In the middle of a food court, a mother and daughter were snacking and making conversation. The question for their table was: What do they call the Center City mall in which they were sitting at that moment?
“The Gallery,” the daughter, Jamillah Copes, said quickly and plainly.
Her mother, Diane, leaned over and said, “It’s the Fashion District, right?”
“Yeah,” she replied, “but what do you call it?”
Mom paused for a bit, then replied: “The Gallery.”
“They can put new stores in here, new people in here,” Diane Copes went on, “but it’s gon always be the Gallery.”
I keep hearing and having versions of that conversation. The branding and signage carrying the new name have been hard to miss. Yet there are those who aren’t letting the old name go.
Some say they simply don’t care for "the Fashion District.” Some say they’re calling it what other Philadelphia natives call it. Some say it’s a matter of habit. Some say the Gallery is still the Gallery, in the way that Columbus Boulevard is still really Delaware Avenue or, as, Ulta shopper Jen Cannon explained, for "the same reason I don’t call it Jefferson Station. It’s always been Market East and the Gallery.”
The Gallery was a public space. When news of renovation plans spread, it sparked anxiety about retail gentrification, and that a very Philly space could be lost. More specifically, a space where people of color, especially young ones, often came for their screen-printed T-shirts, their tags and chains, their earrings, their full sets, their eyebrow shaping, and, perhaps most important, their quality time with the friends who knew all the capital that those things carried. Getting something custom there could be a sign that you hit a milestone, that you’d made a little money, that you loved someone. We didn’t need to explain. We didn’t even need to shop. We could just be there.
Inside that mall was where you’d tell your friends to meet you to catch up over beef patties and stay for hours if you wanted, no matter the weather. Ricardo Macias, 19, used to come to the Gallery, which he prefers to the Fashion District. That’s not because of the stores.
“I ain’t really come here to buy,” he explained. “I just came here to hang out.”
Sure, the Fashion District name shows that the owners have rebranded a shopping center. But whether they’ve successfully rebranded a landmark is a question that still feels unanswered.
Heather Crowell, executive vice president of strategy and communications for PREIT, the mall operator behind the Fashion District, said in a statement that “when conceptualizing a name, we wanted to ensure it encapsulated this uniquely situated property and expanded beyond our four walls to the community we embrace.”

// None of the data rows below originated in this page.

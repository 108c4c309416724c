//! In-memory storage backend implementation.
//!
//! [`MemoryBackend`] keeps every record in a [`BTreeMap`] behind a
//! [`parking_lot::RwLock`]. It is the backend used by tests and single-node
//! development deployments.
//!
//! Transactions are validated and applied under a single write-lock
//! acquisition, so compare-and-set preconditions are checked and the writes
//! are applied with no interleaving. That is what serializes two concurrent
//! checkouts of the same asset.
//!
//! # Failure injection
//!
//! With the `failpoints` feature enabled, the following sites can be
//! configured through the `fail` crate:
//!
//! | Fail point | Effect when set to `return` |
//! |------------|-----------------------------|
//! | `memory-get` | `get` fails with a connection error |
//! | `memory-get-range` | `get_range` fails with a connection error |
//! | `memory-commit` | `commit` fails with a connection error before applying anything |
//! | `memory-health-check` | `health_check` fails with a connection error |
//!
//! # Limitations
//!
//! - Data is lost when the process exits
//! - No replication

use std::{
    collections::BTreeMap,
    ops::{Bound, RangeBounds},
    sync::Arc,
};

use async_trait::async_trait;
use bytes::Bytes;
use fail::fail_point;
use parking_lot::RwLock;

use crate::{
    backend::StorageBackend,
    error::{StorageError, StorageResult},
    transaction::Transaction,
    types::KeyValue,
};

/// In-memory storage backend using [`BTreeMap`].
///
/// Cloning is cheap; all clones share the same data.
#[derive(Clone, Default)]
pub struct MemoryBackend {
    data: Arc<RwLock<BTreeMap<Vec<u8>, Bytes>>>,
}

impl std::fmt::Debug for MemoryBackend {
    fn fmt(&self, f: &mut std::fmt::Formatter<'_>) -> std::fmt::Result {
        f.debug_struct("MemoryBackend").field("keys", &self.data.read().len()).finish()
    }
}

impl MemoryBackend {
    /// Creates a new, empty in-memory backend.
    #[must_use]
    pub fn new() -> Self {
        Self::default()
    }

    /// Returns the number of stored keys.
    #[must_use]
    pub fn len(&self) -> usize {
        self.data.read().len()
    }

    /// Returns `true` if no keys are stored.
    #[must_use]
    pub fn is_empty(&self) -> bool {
        self.data.read().is_empty()
    }
}

fn precondition_holds(expected: Option<&[u8]>, current: Option<&Bytes>) -> bool {
    match (expected, current) {
        (None, None) => true,
        (Some(exp), Some(cur)) => exp == &cur[..],
        _ => false,
    }
}

fn is_empty_range(start: Bound<&[u8]>, end: Bound<&[u8]>) -> bool {
    match (start, end) {
        (Bound::Excluded(s), Bound::Excluded(e)) => s >= e,
        (Bound::Included(s) | Bound::Excluded(s), Bound::Included(e) | Bound::Excluded(e)) => {
            s > e
        },
        _ => false,
    }
}

#[async_trait]
impl StorageBackend for MemoryBackend {
    #[tracing::instrument(skip(self, key), fields(key_len = key.len()))]
    async fn get(&self, key: &[u8]) -> StorageResult<Option<Bytes>> {
        fail_point!("memory-get", |_| Err(StorageError::connection("injected get failure")));
        Ok(self.data.read().get(key).cloned())
    }

    #[tracing::instrument(skip(self, key, value), fields(key_len = key.len()))]
    async fn set(&self, key: Vec<u8>, value: Vec<u8>) -> StorageResult<()> {
        self.data.write().insert(key, Bytes::from(value));
        Ok(())
    }

    #[tracing::instrument(skip(self, key, expected, new_value), fields(key_len = key.len()))]
    async fn compare_and_set(
        &self,
        key: &[u8],
        expected: Option<&[u8]>,
        new_value: Vec<u8>,
    ) -> StorageResult<()> {
        let mut data = self.data.write();
        if !precondition_holds(expected, data.get(key)) {
            return Err(StorageError::Conflict);
        }
        data.insert(key.to_vec(), Bytes::from(new_value));
        Ok(())
    }

    #[tracing::instrument(skip(self, key), fields(key_len = key.len()))]
    async fn delete(&self, key: &[u8]) -> StorageResult<()> {
        self.data.write().remove(key);
        Ok(())
    }

    #[tracing::instrument(skip(self, range))]
    async fn get_range<R>(&self, range: R) -> StorageResult<Vec<KeyValue>>
    where
        R: RangeBounds<Vec<u8>> + Send,
    {
        fail_point!("memory-get-range", |_| Err(StorageError::connection(
            "injected range scan failure"
        )));

        let start = match range.start_bound() {
            Bound::Included(b) => Bound::Included(b.as_slice()),
            Bound::Excluded(b) => Bound::Excluded(b.as_slice()),
            Bound::Unbounded => Bound::Unbounded,
        };
        let end = match range.end_bound() {
            Bound::Included(b) => Bound::Included(b.as_slice()),
            Bound::Excluded(b) => Bound::Excluded(b.as_slice()),
            Bound::Unbounded => Bound::Unbounded,
        };

        // BTreeMap::range panics on inverted bounds; treat them as empty.
        if is_empty_range(start, end) {
            return Ok(Vec::new());
        }

        let data = self.data.read();
        Ok(data
            .range::<[u8], _>((start, end))
            .map(|(k, v)| KeyValue::new(Bytes::copy_from_slice(k), v.clone()))
            .collect())
    }

    #[tracing::instrument(skip(self))]
    async fn transaction(&self) -> StorageResult<Box<dyn Transaction>> {
        Ok(Box::new(MemoryTransaction::new(self.clone())))
    }

    async fn health_check(&self) -> StorageResult<()> {
        fail_point!("memory-health-check", |_| Err(StorageError::connection(
            "injected health check failure"
        )));
        // Acquiring the read lock proves we're not deadlocked.
        let _unused = self.data.read();
        Ok(())
    }
}

/// A conditional operation verified at commit time.
#[derive(Debug, Clone)]
struct CasOperation {
    key: Vec<u8>,
    expected: Option<Vec<u8>>,
    /// `None` deletes the key once the precondition holds.
    new_value: Option<Vec<u8>>,
}

/// In-memory transaction with read-your-writes semantics.
struct MemoryTransaction {
    backend: MemoryBackend,
    pending_writes: BTreeMap<Vec<u8>, Option<Vec<u8>>>,
    pending_cas: Vec<CasOperation>,
}

impl MemoryTransaction {
    fn new(backend: MemoryBackend) -> Self {
        Self { backend, pending_writes: BTreeMap::new(), pending_cas: Vec::new() }
    }
}

#[async_trait]
impl Transaction for MemoryTransaction {
    async fn get(&self, key: &[u8]) -> StorageResult<Option<Bytes>> {
        if let Some(value) = self.pending_writes.get(key) {
            return Ok(value.as_ref().map(|v| Bytes::copy_from_slice(v)));
        }
        if let Some(cas) = self.pending_cas.iter().rev().find(|cas| cas.key == key) {
            return Ok(cas.new_value.as_ref().map(|v| Bytes::copy_from_slice(v)));
        }
        self.backend.get(key).await
    }

    fn set(&mut self, key: Vec<u8>, value: Vec<u8>) {
        self.pending_writes.insert(key, Some(value));
    }

    fn delete(&mut self, key: Vec<u8>) {
        self.pending_writes.insert(key, None);
    }

    fn compare_and_set(
        &mut self,
        key: Vec<u8>,
        expected: Option<Vec<u8>>,
        new_value: Vec<u8>,
    ) -> StorageResult<()> {
        self.pending_cas.push(CasOperation { key, expected, new_value: Some(new_value) });
        Ok(())
    }

    fn compare_and_delete(&mut self, key: Vec<u8>, expected: Vec<u8>) {
        self.pending_cas.push(CasOperation { key, expected: Some(expected), new_value: None });
    }

    #[tracing::instrument(
        name = "commit",
        skip(self),
        fields(writes = self.pending_writes.len(), conditions = self.pending_cas.len())
    )]
    async fn commit(self: Box<Self>) -> StorageResult<()> {
        fail_point!("memory-commit", |_| Err(StorageError::connection("injected commit failure")));

        let mut data = self.backend.data.write();

        // Verify every precondition before touching anything.
        for cas in &self.pending_cas {
            if !precondition_holds(cas.expected.as_deref(), data.get(&cas.key)) {
                tracing::debug!(key_len = cas.key.len(), "compare-and-set precondition failed");
                return Err(StorageError::Conflict);
            }
        }

        for cas in self.pending_cas {
            match cas.new_value {
                Some(v) => {
                    data.insert(cas.key, Bytes::from(v));
                },
                None => {
                    data.remove(&cas.key);
                },
            }
        }

        for (key, value) in self.pending_writes {
            match value {
                Some(v) => {
                    data.insert(key, Bytes::from(v));
                },
                None => {
                    data.remove(&key);
                },
            }
        }

        Ok(())
    }
}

And, Crowell said, that the old name is lingering doesn’t bother them too much.
“The Gallery was an institution, and that people feel nostalgia and pride in this piece of Philadelphia’s history is also fine with us,” Crowell wrote. “In the end, we are happy to see the community and visitors exploring, shopping, and enjoying the District, and expect to see it continue to gain in popularity as we deliver more new and exciting offerings to Philadelphia.”
Kennedy Allen, 35, doesn’t see a reason to use the new name. Allen, of Mount Airy, took a break from eyeing dresses and sweaters in H&M to explain.
“They just changed the price bracket on the stores,” she said. “When it’s geographically and architecturally the same place, it’s hard not to call it the same thing.”
Shameeka Smith of North Philly doesn’t see much of a difference either. Smith, 26, just thinks the current mall looks better.
Like the degree of transformation — PREIT and co-owner Macerich spent more than $400 million — the sense of the place may change depending on whom you ask. Many shoppers noticed less seating and more upscale ambitions, but the Fashion District is still a mall where you can buy bamboo earrings, screen-printed tees, and $20 boots as teenagers of color swarm the food court.